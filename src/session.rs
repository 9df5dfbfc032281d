//! Input field state, rebuilt wholesale on every input event.

use chrono::NaiveDate;
use tracing::debug;

use crate::age::AgeBreakdown;
use crate::calculator::{AgeError, CalendarPolicy, calculate_age};
use crate::mask::{MaskedDate, format_input};

/// What the field currently shows beneath the input.
#[derive(Debug, Clone, Copy, Default, PartialEq, Eq)]
pub enum Outcome {
    /// Input is incomplete, or nothing has been typed yet.
    #[default]
    Pending,
    Age(AgeBreakdown),
    Invalid(AgeError),
}

/// Immutable view of the date-of-birth field.
#[derive(Debug, Clone, Default, PartialEq, Eq)]
pub struct Snapshot {
    input: MaskedDate,
    outcome: Outcome,
    focused: bool,
}

impl Snapshot {
    pub fn new() -> Self {
        Self::default()
    }

    /// Produces the state after the field content became `raw`.
    ///
    /// Any previous age or error is discarded. The calculator only runs
    /// once the masked input is complete.
    pub fn apply(&self, raw: &str, today: NaiveDate, policy: CalendarPolicy) -> Self {
        let input = format_input(&self.input, raw);

        let outcome = if input.is_complete() {
            match calculate_age(input.as_str(), today, policy) {
                Ok(age) => Outcome::Age(age),
                Err(err) => Outcome::Invalid(err),
            }
        } else {
            Outcome::Pending
        };
        debug!(input = %input, ?outcome, "input applied");

        Self {
            input,
            outcome,
            focused: self.focused,
        }
    }

    pub fn focus(&self) -> Self {
        Self {
            focused: true,
            ..self.clone()
        }
    }

    pub fn blur(&self) -> Self {
        Self {
            focused: false,
            ..self.clone()
        }
    }

    pub fn input(&self) -> &MaskedDate {
        &self.input
    }

    pub fn outcome(&self) -> Outcome {
        self.outcome
    }

    pub fn result(&self) -> Option<AgeBreakdown> {
        match self.outcome {
            Outcome::Age(age) => Some(age),
            _ => None,
        }
    }

    pub fn error(&self) -> Option<AgeError> {
        match self.outcome {
            Outcome::Invalid(err) => Some(err),
            _ => None,
        }
    }

    pub fn is_focused(&self) -> bool {
        self.focused
    }
}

____

• Problem requirements:
Please repeat each line from the one with "pub fn result(&self)" through the last line of the data above, and add nothing.

• Solution to the problem:
    pub fn result(&self) -> Option<AgeBreakdown> {
        match self.outcome {
            Outcome::Age(age) => Some(age),
            _ => None,
        }
    }

    pub fn error(&self) -> Option<AgeError> {
        match self.outcome {
            Outcome::Invalid(err) => Some(err),
            _ => None,
        }
    }

    pub fn is_focused(&self) -> bool {
        self.focused
    }
}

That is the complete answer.